═══ Available data

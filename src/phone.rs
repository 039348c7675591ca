//! Phone-number metadata lookup behind an injectable parser capability.
//!
//! The adapter has no parsing logic of its own: validity, region inference,
//! type classification and E.164 formatting are all delegated to the backing
//! library. The [`PhoneProvider`] trait keeps that library swappable so the
//! dispatcher and the rendering path can be tested with a fake.
use anyhow::{anyhow, Result};
use phonenumber::Mode;
use serde_derive::Serialize;

/// Parsed metadata for one phone number.
#[derive(Debug, Clone, Serialize)]
pub struct PhoneRecord {
    /// The string exactly as the user passed it.
    pub raw_input: String,
    /// E.164 rendering, e.g. "+442071838750".
    pub e164: String,
    /// ISO region code inferred from the number, e.g. "GB".
    pub region: String,
    /// Human-readable line type, e.g. "Mobile" or "Fixed line".
    #[serde(rename = "type")]
    pub number_type: String,
    /// Whether the number is valid for its region.
    pub valid: bool,
}

/// Narrow interface over whichever phone-number library backs the lookup.
pub trait PhoneProvider {
    /// Parses and classifies `input`, or fails with a user-facing message.
    fn parse(&self, input: &str) -> Result<PhoneRecord>;
}

/// The real provider, delegating entirely to the `phonenumber` crate.
#[derive(Debug, Default, Clone, Copy)]
pub struct Libphonenumber;

impl PhoneProvider for Libphonenumber {
    fn parse(&self, input: &str) -> Result<PhoneRecord> {
        let number = phonenumber::parse(None, input)
            .map_err(|e| anyhow!("Invalid phone number {input:?}: {e}"))?;

        let region = number
            .country()
            .id()
            .map_or_else(String::new, |id| format!("{id:?}"));

        let kind = number.number_type(&phonenumber::metadata::DATABASE);

        Ok(PhoneRecord {
            raw_input: input.to_owned(),
            e164: number.format().mode(Mode::E164).to_string(),
            region,
            number_type: type_name(kind).to_owned(),
            valid: phonenumber::is_valid(&number),
        })
    }
}

fn type_name(kind: phonenumber::Type) -> &'static str {
    use phonenumber::Type;

    match kind {
        Type::FixedLine => "Fixed line",
        Type::Mobile => "Mobile",
        Type::FixedLineOrMobile => "Fixed line or mobile",
        Type::TollFree => "Toll free",
        Type::PremiumRate => "Premium rate",
        Type::SharedCost => "Shared cost",
        Type::Voip => "VOIP",
        Type::PersonalNumber => "Personal number",
        Type::Pager => "Pager",
        Type::Uan => "UAN",
        Type::Voicemail => "Voicemail",
        _ => "Unknown",
    }
}

#[cfg(test)]
mod tests {
    use super::{Libphonenumber, PhoneProvider, PhoneRecord};
    use anyhow::{bail, Result};

    /// A canned provider, standing in for the real library.
    struct FakeProvider {
        record: Option<PhoneRecord>,
    }

    impl PhoneProvider for FakeProvider {
        fn parse(&self, input: &str) -> Result<PhoneRecord> {
            match &self.record {
                Some(record) => Ok(PhoneRecord {
                    raw_input: input.to_owned(),
                    ..record.clone()
                }),
                None => bail!("Invalid phone number {input:?}"),
            }
        }
    }

    fn canned_record() -> PhoneRecord {
        PhoneRecord {
            raw_input: String::new(),
            e164: "+442071838750".to_owned(),
            region: "GB".to_owned(),
            number_type: "Fixed line".to_owned(),
            valid: true,
        }
    }

    #[test]
    fn fake_provider_feeds_the_adapter_contract() {
        let provider = FakeProvider {
            record: Some(canned_record()),
        };

        let record = provider.parse("+44 20 7183 8750").unwrap();
        assert_eq!(record.raw_input, "+44 20 7183 8750");
        assert_eq!(record.e164, "+442071838750");
        assert!(record.valid);
    }

    #[test]
    fn fake_provider_surfaces_parse_errors() {
        let provider = FakeProvider { record: None };
        assert!(provider.parse("nonsense").is_err());
    }

    #[test]
    fn real_provider_parses_an_international_number() {
        let record = Libphonenumber.parse("+44 20 7183 8750").unwrap();

        assert_eq!(record.raw_input, "+44 20 7183 8750");
        assert_eq!(record.e164, "+442071838750");
        assert_eq!(record.region, "GB");
        assert!(record.valid);
        assert!(!record.number_type.is_empty());
    }

    #[test]
    fn real_provider_rejects_garbage() {
        assert!(Libphonenumber.parse("hello").is_err());
    }
}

══════

The answer consists of every entry, returned exactly.

# [Task answer]
filename src/phone.rs
repository 039348c7675591ca
//! Phone-number metadata lookup behind an injectable parser capability.
//!
//! The adapter has no parsing logic of its own: validity, region inference,
//! type classification and E.164 formatting are all delegated to the backing
//! library. The [`PhoneProvider`] trait keeps that library swappable so the
//! dispatcher and the rendering path can be tested with a fake.
use anyhow::{anyhow, Result};
use phonenumber::Mode;
use serde_derive::Serialize;

/// Parsed metadata for one phone number.
#[derive(Debug, Clone, Serialize)]
pub struct PhoneRecord {
    /// The string exactly as the user passed it.
    pub raw_input: String,
    /// E.164 rendering, e.g. "+442071838750".
    pub e164: String,
    /// ISO region code inferred from the number, e.g. "GB".
    pub region: String,
    /// Human-readable line type, e.g. "Mobile" or "Fixed line".
    #[serde(rename = "type")]
    pub number_type: String,
    /// Whether the number is valid for its region.
    pub valid: bool,
}

/// Narrow interface over whichever phone-number library backs the lookup.
pub trait PhoneProvider {
    /// Parses and classifies `input`, or fails with a user-facing message.
    fn parse(&self, input: &str) -> Result<PhoneRecord>;
}

/// The real provider, delegating entirely to the `phonenumber` crate.
#[derive(Debug, Default, Clone, Copy)]
pub struct Libphonenumber;

impl PhoneProvider for Libphonenumber {
    fn parse(&self, input: &str) -> Result<PhoneRecord> {
        let number = phonenumber::parse(None, input)
            .map_err(|e| anyhow!("Invalid phone number {input:?}: {e}"))?;

        let region = number
            .country()
            .id()
            .map_or_else(String::new, |id| format!("{id:?}"));

        let kind = number.number_type(&phonenumber::metadata::DATABASE);

        Ok(PhoneRecord {
            raw_input: input.to_owned(),
            e164: number.format().mode(Mode::E164).to_string(),
            region,
            number_type: type_name(kind).to_owned(),
            valid: phonenumber::is_valid(&number),
        })
    }
}

fn type_name(kind: phonenumber::Type) -> &'static str {
    use phonenumber::Type;

    match kind {
        Type::FixedLine => "Fixed line",
        Type::Mobile => "Mobile",
        Type::FixedLineOrMobile => "Fixed line or mobile",
        Type::TollFree => "Toll free",
        Type::PremiumRate => "Premium rate",
        Type::SharedCost => "Shared cost",
        Type::Voip => "VOIP",
        Type::PersonalNumber => "Personal number",
        Type::Pager => "Pager",
        Type::Uan => "UAN",
        Type::Voicemail => "Voicemail",
        _ => "Unknown",
    }
}

#[cfg(test)]
mod tests {
    use super::{Libphonenumber, PhoneProvider, PhoneRecord};
    use anyhow::{bail, Result};

    /// A canned provider, standing in for the real library.
    struct FakeProvider {
        record: Option<PhoneRecord>,
    }

    impl PhoneProvider for FakeProvider {
        fn parse(&self, input: &str) -> Result<PhoneRecord> {
            match &self.record {
                Some(record) => Ok(PhoneRecord {
                    raw_input: input.to_owned(),
                    ..record.clone()
                }),
                None => bail!("Invalid phone number {input:?}"),
            }
        }
    }

    fn canned_record() -> PhoneRecord {
        PhoneRecord {
            raw_input: String::new(),
            e164: "+442071838750".to_owned(),
            region: "GB".to_owned(),
            number_type: "Fixed line".to_owned(),
            valid: true,
        }
    }

    #[test]
    fn fake_provider_feeds_the_adapter_contract() {
        let provider = FakeProvider {
            record: Some(canned_record()),
        };

        let record = provider.parse("+44 20 7183 8750").unwrap();
        assert_eq!(record.raw_input, "+44 20 7183 8750");
        assert_eq!(record.e164, "+442071838750");
        assert!(record.valid);
    }

    #[test]
    fn fake_provider_surfaces_parse_errors() {
        let provider = FakeProvider { record: None };
        assert!(provider.parse("nonsense").is_err());
    }

    #[test]
    fn real_provider_parses_an_international_number() {
        let record = Libphonenumber.parse("+44 20 7183 8750").unwrap();

        assert_eq!(record.raw_input, "+44 20 7183 8750");
        assert_eq!(record.e164, "+442071838750");
        assert_eq!(record.region, "GB");
        assert!(record.valid);
        assert!(!record.number_type.is_empty());
    }

    #[test]
    fn real_provider_rejects_garbage() {
        assert!(Libphonenumber.parse("hello").is_err());
    }
}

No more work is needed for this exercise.